Classification of ECG Signals Using Machine Learning Techniques
DOI:
https://doi.org/10.36941/ajis-2024-0067Keywords:
Arrhythmias, Cardiovascular diseases, ECG, kNN, Machine LearningAbstract
Cardiovascular diseases are one of the leading causes of mortality in contemporary society. With the growth in the accumulation of medical data, new opportunities have arisen to enhance diagnostic accuracy using machine learning techniques. Heart diseases present symptoms that can be similar to other disorders or be mistaken for signs of aging. Furthermore, diagnosing based on electrocardiogram (ECG) signals can be challenging due to the variability in signal length and characteristics. This article has developed a methodology for classifying ECG signals using the k-Nearest Neighbor (kNN) algorithm and statistical techniques. 9000 ECG signal samples from the PhysioNet database were processed. The signals were normalized to a length of 9000 samples, and relevant features for classification, such as median, standard deviation, skewness, among others, were extracted. Multiple kNN models with different parameters were trained and evaluated on a test set.
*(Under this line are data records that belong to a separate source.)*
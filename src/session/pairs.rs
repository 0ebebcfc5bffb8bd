//! Turn loop for the pair-matching game.

use std::io::Write;

use tracing::info;

use super::input::Prompter;
use super::render::{render_board, render_symbols};
use crate::core::{SessionError, ROW_WIDTH};
use crate::games::pairs::{GameOutcome, GuessOutcome, PairGame};

/// How a finished pair game ended.
#[derive(Clone, Debug, PartialEq, Eq)]
pub struct PairSummary {
    pub outcome: GameOutcome,
    pub turns_remaining: u32,
    /// Every symbol on the board, in order.
    pub symbols: String,
}

/// Drives one `PairGame` to completion.
pub struct PairSession<P, W> {
    game: PairGame,
    prompter: P,
    output: W,
    row_width: usize,
}

impl<P: Prompter, W: Write> PairSession<P, W> {
    pub fn new(game: PairGame, prompter: P, output: W) -> Self {
        Self {
            game,
            prompter,
            output,
            row_width: ROW_WIDTH,
        }
    }

    #[must_use]
    pub fn with_row_width(mut self, width: usize) -> Self {
        self.row_width = width;
        self
    }

    pub fn game(&self) -> &PairGame {
        &self.game
    }

    /// Play until the game is won or lost.
    pub fn run(mut self) -> Result<PairSummary, SessionError> {
        info!(
            boxes = self.game.board().len(),
            turns = self.game.turns_remaining(),
            "pair session started"
        );

        writeln!(self.output, "Welcome to the box game.")?;
        writeln!(
            self.output,
            "Open two boxes per attempt. Matching letters stay open; reveal them all to win."
        )?;

        while !self.game.is_finished() {
            self.play_turn()?;
        }

        let summary = PairSummary {
            outcome: self.game.outcome(),
            turns_remaining: self.game.turns_remaining(),
            symbols: render_symbols(self.game.board()),
        };

        match summary.outcome {
            GameOutcome::Won => writeln!(self.output, "Congratulations! You win!")?,
            _ => {
                writeln!(self.output, "You have no more guesses!")?;
                writeln!(self.output, "Here are all the boxes:")?;
                writeln!(self.output, "{}", summary.symbols)?;
            }
        }
        self.output.flush()?;

        info!(outcome = ?summary.outcome, "pair session finished");
        Ok(summary)
    }

    fn play_turn(&mut self) -> Result<(), SessionError> {
        let box_count = self.game.board().len();

        writeln!(
            self.output,
            "You have {} guesses left. The boxes:",
            self.game.turns_remaining()
        )?;
        write!(self.output, "{}", render_board(self.game.board(), self.row_width))?;
        writeln!(self.output, "Please take a guess (from 1 to {}):", box_count)?;

        loop {
            let index = self.prompter.read_index(1, box_count)? - 1;
            match self.game.submit_guess(index) {
                GuessOutcome::Repeat => {
                    writeln!(self.output, "You have guessed it. Try another one:")?;
                }
                outcome => return self.report(outcome),
            }
        }
    }

    fn report(&mut self, outcome: GuessOutcome) -> Result<(), SessionError> {
        match outcome {
            GuessOutcome::Opened { index, symbol } => {
                writeln!(self.output, "Box {} holds {}.", index + 1, symbol)?;
            }
            GuessOutcome::Matched { first, second, symbol } => {
                writeln!(
                    self.output,
                    "Match! Boxes {} and {} both hold {}.",
                    first + 1,
                    second + 1,
                    symbol
                )?;
            }
            GuessOutcome::Mismatched {
                first,
                first_symbol,
                second,
                second_symbol,
            } => {
                writeln!(
                    self.output,
                    "No match: box {} holds {}, box {} holds {}.",
                    first + 1,
                    first_symbol,
                    second + 1,
                    second_symbol
                )?;
            }
            GuessOutcome::Repeat => {}
        }
        Ok(())
    }
}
The models exhibited high performance in classifying normal signals but faced difficulties in correctly classifying signals with arrhythmias. The weighted kNN algorithm demonstrated the best accuracy, although all models showed a tendency to misclassify abnormal signals due to data imbalance. While significant accuracy was achieved in ECG signal classification, there is still room for improvement. Future strategies could involve extracting more relevant features, addressing data imbalance, and fine-tuning model hyperparameters. Integrating domain knowledge from the medical field and advanced signal processing techniques could further enhance classification accuracy.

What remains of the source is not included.